(PROVIDED DATA)

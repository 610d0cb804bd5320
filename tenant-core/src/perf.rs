//! Shutdown Metrics
//!
//! Lightweight counters describing how containers are created and torn
//! down: how long `destroy()` takes, how many marking rounds the kill loop
//! needed, and how often it had to fall back to a watchdog.
//!
//! # Design Goals:
//! - Lock-free atomic counters
//! - Zero allocation when recording

use serde::Serialize;
use std::sync::atomic::{AtomicU64, Ordering};
use std::sync::Arc;
use std::time::{Duration, Instant};

/// Metrics of one [`TenantRuntime`](crate::TenantRuntime).
#[derive(Debug, Default)]
pub struct ShutdownMetrics {
    pub containers_created: AtomicU64,
    pub containers_destroyed: AtomicU64,
    pub destroy_time_ns: AtomicU64,

    // Kill loop
    pub mark_rounds: AtomicU64,
    pub pause_time_ns: AtomicU64,
    pub max_pause_ns: AtomicU64,
    pub watchdogs_spawned: AtomicU64,

    // Hooks
    pub hooks_run: AtomicU64,
    pub hook_failures: AtomicU64,
}

impl ShutdownMetrics {
    pub fn new() -> Arc<Self> {
        Arc::new(Self::default())
    }

    pub fn record_create(&self) {
        self.containers_created.fetch_add(1, Ordering::Relaxed);
    }

    /// Record a finished `destroy()`
    pub fn record_destroy(&self, duration: Duration) {
        self.containers_destroyed.fetch_add(1, Ordering::Relaxed);
        self.destroy_time_ns
            .fetch_add(duration.as_nanos() as u64, Ordering::Relaxed);
    }

    /// Record one marking round and the pause it caused
    pub fn record_mark_round(&self, pause: Duration) {
        let ns = pause.as_nanos() as u64;
        self.mark_rounds.fetch_add(1, Ordering::Relaxed);
        self.pause_time_ns.fetch_add(ns, Ordering::Relaxed);
        self.max_pause_ns.fetch_max(ns, Ordering::Relaxed);
    }

    pub fn record_watchdog(&self) {
        self.watchdogs_spawned.fetch_add(1, Ordering::Relaxed);
    }

    pub fn record_hook(&self, succeeded: bool) {
        self.hooks_run.fetch_add(1, Ordering::Relaxed);
        if !succeeded {
            self.hook_failures.fetch_add(1, Ordering::Relaxed);
        }
    }

    /// Get a snapshot of current metrics
    pub fn snapshot(&self) -> ShutdownSnapshot {
        let destroyed = self.containers_destroyed.load(Ordering::Relaxed);
        ShutdownSnapshot {
            containers_created: self.containers_created.load(Ordering::Relaxed),
            containers_destroyed: destroyed,
            avg_destroy_ms: avg_ms(destroyed, self.destroy_time_ns.load(Ordering::Relaxed)),
            mark_rounds: self.mark_rounds.load(Ordering::Relaxed),
            total_pause_ms: ns_to_ms(self.pause_time_ns.load(Ordering::Relaxed)),
            max_pause_ms: ns_to_ms(self.max_pause_ns.load(Ordering::Relaxed)),
            watchdogs_spawned: self.watchdogs_spawned.load(Ordering::Relaxed),
            hooks_run: self.hooks_run.load(Ordering::Relaxed),
            hook_failures: self.hook_failures.load(Ordering::Relaxed),
        }
    }

    /// Reset all metrics to zero
    pub fn reset(&self) {
        for counter in [
            &self.containers_created,
            &self.containers_destroyed,
            &self.destroy_time_ns,
            &self.mark_rounds,
            &self.pause_time_ns,
            &self.max_pause_ns,
            &self.watchdogs_spawned,
            &self.hooks_run,
            &self.hook_failures,
        ] {
            counter.store(0, Ordering::Relaxed);
        }
    }
}

fn ns_to_ms(ns: u64) -> f64 {
    ns as f64 / 1_000_000.0
}

fn avg_ms(count: u64, total_ns: u64) -> f64 {
    if count == 0 {
        return 0.0;
    }
    ns_to_ms(total_ns) / count as f64
}

/// A point-in-time snapshot of [`ShutdownMetrics`]
#[derive(Debug, Clone, PartialEq, Serialize)]
pub struct ShutdownSnapshot {
    pub containers_created: u64,
    pub containers_destroyed: u64,
    pub avg_destroy_ms: f64,
    pub mark_rounds: u64,
    pub total_pause_ms: f64,
    pub max_pause_ms: f64,
    pub watchdogs_spawned: u64,
    pub hooks_run: u64,
    pub hook_failures: u64,
}

/// A scoped timer that records its duration on drop
pub struct ScopedTimer<'a> {
    start: Instant,
    metrics: &'a ShutdownMetrics,
    metric_type: TimerType,
}

pub enum TimerType {
    Destroy,
    MarkRound,
}

impl<'a> ScopedTimer<'a> {
    pub fn new(metrics: &'a ShutdownMetrics, metric_type: TimerType) -> Self {
        Self {
            start: Instant::now(),
            metrics,
            metric_type,
        }
    }

    pub fn elapsed(&self) -> Duration {
        self.start.elapsed()
    }
}

impl Drop for ScopedTimer<'_> {
    fn drop(&mut self) {
        let duration = self.start.elapsed();
        match self.metric_type {
            TimerType::Destroy => self.metrics.record_destroy(duration),
            TimerType::MarkRound => self.metrics.record_mark_round(duration),
        }
    }
}

#[cfg(test)]
mod tests {
    use super::*;

    #[test]
    fn test_metrics_creation() {
        let metrics = ShutdownMetrics::new();
        let snapshot = metrics.snapshot();
        assert_eq!(snapshot.containers_created, 0);
        assert_eq!(snapshot.avg_destroy_ms, 0.0);
    }

    #[test]
    fn test_record_destroy_average() {
        let metrics = ShutdownMetrics::new();
        metrics.record_destroy(Duration::from_millis(100));
        metrics.record_destroy(Duration::from_millis(200));

        let snapshot = metrics.snapshot();
        assert_eq!(snapshot.containers_destroyed, 2);
        assert_eq!(snapshot.avg_destroy_ms, 150.0);
    }

    #[test]
    fn test_mark_rounds_track_max_pause() {
        let metrics = ShutdownMetrics::new();
        metrics.record_mark_round(Duration::from_millis(2));
        metrics.record_mark_round(Duration::from_millis(5));
        metrics.record_mark_round(Duration::from_millis(1));

        let snapshot = metrics.snapshot();
        assert_eq!(snapshot.mark_rounds, 3);
        assert_eq!(snapshot.total_pause_ms, 8.0);
        assert_eq!(snapshot.max_pause_ms, 5.0);
    }

    #[test]
    fn test_hooks_and_reset() {
        let metrics = ShutdownMetrics::new();
        metrics.record_hook(true);
        metrics.record_hook(false);
        metrics.record_watchdog();
        assert_eq!(metrics.snapshot().hook_failures, 1);

        metrics.reset();
        let snapshot = metrics.snapshot();
        assert_eq!(snapshot.hooks_run, 0);
        assert_eq!(snapshot.watchdogs_spawned, 0);
    }

    #[tokio::test]
    async fn test_scoped_timer() {
        let metrics = ShutdownMetrics::new();
        {
            let _timer = ScopedTimer::new(&metrics, TimerType::Destroy);
            tokio::time::sleep(Duration::from_millis(10)).await;
        }
        let snapshot = metrics.snapshot();
        assert_eq!(snapshot.containers_destroyed, 1);
        assert!(snapshot.avg_destroy_ms >= 10.0);
    }

    #[test]
    fn test_snapshot_serializes() {
        let metrics = ShutdownMetrics::new();
        metrics.record_create();
        let json = serde_json::to_string(&metrics.snapshot()).unwrap();
        assert!(json.contains("\"containers_created\":1"));
    }
}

(End PROVIDED DATA)

ASSIGNED TASK: All of the data above should be set down word for word.

REPLY:
repository 610d0cb804bd5320
filename tenant-core/src/perf.rs
//! Shutdown Metrics
//!
//! Lightweight counters describing how containers are created and torn
//! down: how long `destroy()` takes, how many marking rounds the kill loop
//! needed, and how often it had to fall back to a watchdog.
//!
//! # Design Goals:
//! - Lock-free atomic counters
//! - Zero allocation when recording

use serde::Serialize;
use std::sync::atomic::{AtomicU64, Ordering};
use std::sync::Arc;
use std::time::{Duration, Instant};

/// Metrics of one [`TenantRuntime`](crate::TenantRuntime).
#[derive(Debug, Default)]
pub struct ShutdownMetrics {
    pub containers_created: AtomicU64,
    pub containers_destroyed: AtomicU64,
    pub destroy_time_ns: AtomicU64,

    // Kill loop
    pub mark_rounds: AtomicU64,
    pub pause_time_ns: AtomicU64,
    pub max_pause_ns: AtomicU64,
    pub watchdogs_spawned: AtomicU64,

    // Hooks
    pub hooks_run: AtomicU64,
    pub hook_failures: AtomicU64,
}

impl ShutdownMetrics {
    pub fn new() -> Arc<Self> {
        Arc::new(Self::default())
    }

    pub fn record_create(&self) {
        self.containers_created.fetch_add(1, Ordering::Relaxed);
    }

    /// Record a finished `destroy()`
    pub fn record_destroy(&self, duration: Duration) {
        self.containers_destroyed.fetch_add(1, Ordering::Relaxed);
        self.destroy_time_ns
            .fetch_add(duration.as_nanos() as u64, Ordering::Relaxed);
    }

    /// Record one marking round and the pause it caused
    pub fn record_mark_round(&self, pause: Duration) {
        let ns = pause.as_nanos() as u64;
        self.mark_rounds.fetch_add(1, Ordering::Relaxed);
        self.pause_time_ns.fetch_add(ns, Ordering::Relaxed);
        self.max_pause_ns.fetch_max(ns, Ordering::Relaxed);
    }

    pub fn record_watchdog(&self) {
        self.watchdogs_spawned.fetch_add(1, Ordering::Relaxed);
    }

    pub fn record_hook(&self, succeeded: bool) {
        self.hooks_run.fetch_add(1, Ordering::Relaxed);
        if !succeeded {
            self.hook_failures.fetch_add(1, Ordering::Relaxed);
        }
    }

    /// Get a snapshot of current metrics
    pub fn snapshot(&self) -> ShutdownSnapshot {
        let destroyed = self.containers_destroyed.load(Ordering::Relaxed);
        ShutdownSnapshot {
            containers_created: self.containers_created.load(Ordering::Relaxed),
            containers_destroyed: destroyed,
            avg_destroy_ms: avg_ms(destroyed, self.destroy_time_ns.load(Ordering::Relaxed)),
            mark_rounds: self.mark_rounds.load(Ordering::Relaxed),
            total_pause_ms: ns_to_ms(self.pause_time_ns.load(Ordering::Relaxed)),
            max_pause_ms: ns_to_ms(self.max_pause_ns.load(Ordering::Relaxed)),
            watchdogs_spawned: self.watchdogs_spawned.load(Ordering::Relaxed),
            hooks_run: self.hooks_run.load(Ordering::Relaxed),
            hook_failures: self.hook_failures.load(Ordering::Relaxed),
        }
    }

    /// Reset all metrics to zero
    pub fn reset(&self) {
        for counter in [
            &self.containers_created,
            &self.containers_destroyed,
            &self.destroy_time_ns,
            &self.mark_rounds,
            &self.pause_time_ns,
            &self.max_pause_ns,
            &self.watchdogs_spawned,
            &self.hooks_run,
            &self.hook_failures,
        ] {
            counter.store(0, Ordering::Relaxed);
        }
    }
}

fn ns_to_ms(ns: u64) -> f64 {
    ns as f64 / 1_000_000.0
}

fn avg_ms(count: u64, total_ns: u64) -> f64 {
    if count == 0 {
        return 0.0;
    }
    ns_to_ms(total_ns) / count as f64
}

/// A point-in-time snapshot of [`ShutdownMetrics`]
#[derive(Debug, Clone, PartialEq, Serialize)]
pub struct ShutdownSnapshot {
    pub containers_created: u64,
    pub containers_destroyed: u64,
    pub avg_destroy_ms: f64,
    pub mark_rounds: u64,
    pub total_pause_ms: f64,
    pub max_pause_ms: f64,
    pub watchdogs_spawned: u64,
    pub hooks_run: u64,
    pub hook_failures: u64,
}

/// A scoped timer that records its duration on drop
pub struct ScopedTimer<'a> {
    start: Instant,
    metrics: &'a ShutdownMetrics,
    metric_type: TimerType,
}

pub enum TimerType {
    Destroy,
    MarkRound,
}

impl<'a> ScopedTimer<'a> {
    pub fn new(metrics: &'a ShutdownMetrics, metric_type: TimerType) -> Self {
        Self {
            start: Instant::now(),
            metrics,
            metric_type,
        }
    }

    pub fn elapsed(&self) -> Duration {
        self.start.elapsed()
    }
}

impl Drop for ScopedTimer<'_> {
    fn drop(&mut self) {
        let duration = self.start.elapsed();
        match self.metric_type {
            TimerType::Destroy => self.metrics.record_destroy(duration),
            TimerType::MarkRound => self.metrics.record_mark_round(duration),
        }
    }
}

#[cfg(test)]
mod tests {
    use super::*;

    #[test]
    fn test_metrics_creation() {
        let metrics = ShutdownMetrics::new();
        let snapshot = metrics.snapshot();
        assert_eq!(snapshot.containers_created, 0);
        assert_eq!(snapshot.avg_destroy_ms, 0.0);
    }

    #[test]
    fn test_record_destroy_average() {
        let metrics = ShutdownMetrics::new();
        metrics.record_destroy(Duration::from_millis(100));
        metrics.record_destroy(Duration::from_millis(200));

        let snapshot = metrics.snapshot();
        assert_eq!(snapshot.containers_destroyed, 2);
        assert_eq!(snapshot.avg_destroy_ms, 150.0);
    }

    #[test]
    fn test_mark_rounds_track_max_pause() {
        let metrics = ShutdownMetrics::new();
        metrics.record_mark_round(Duration::from_millis(2));
        metrics.record_mark_round(Duration::from_millis(5));
        metrics.record_mark_round(Duration::from_millis(1));

        let snapshot = metrics.snapshot();
        assert_eq!(snapshot.mark_rounds, 3);
        assert_eq!(snapshot.total_pause_ms, 8.0);
        assert_eq!(snapshot.max_pause_ms, 5.0);
    }

    #[test]
    fn test_hooks_and_reset() {
        let metrics = ShutdownMetrics::new();
        metrics.record_hook(true);
        metrics.record_hook(false);
        metrics.record_watchdog();
        assert_eq!(metrics.snapshot().hook_failures, 1);

        metrics.reset();
        let snapshot = metrics.snapshot();
        assert_eq!(snapshot.hooks_run, 0);
        assert_eq!(snapshot.watchdogs_spawned, 0);
    }

    #[tokio::test]
    async fn test_scoped_timer() {
        let metrics = ShutdownMetrics::new();
        {
            let _timer = ScopedTimer::new(&metrics, TimerType::Destroy);
            tokio::time::sleep(Duration::from_millis(10)).await;
        }
        let snapshot = metrics.snapshot();
        assert_eq!(snapshot.containers_destroyed, 1);
        assert!(snapshot.avg_destroy_ms >= 10.0);
    }

    #[test]
    fn test_snapshot_serializes() {
        let metrics = ShutdownMetrics::new();
        metrics.record_create();
        let json = serde_json::to_string(&metrics.snapshot()).unwrap();
        assert!(json.contains("\"containers_created\":1"));
    }
}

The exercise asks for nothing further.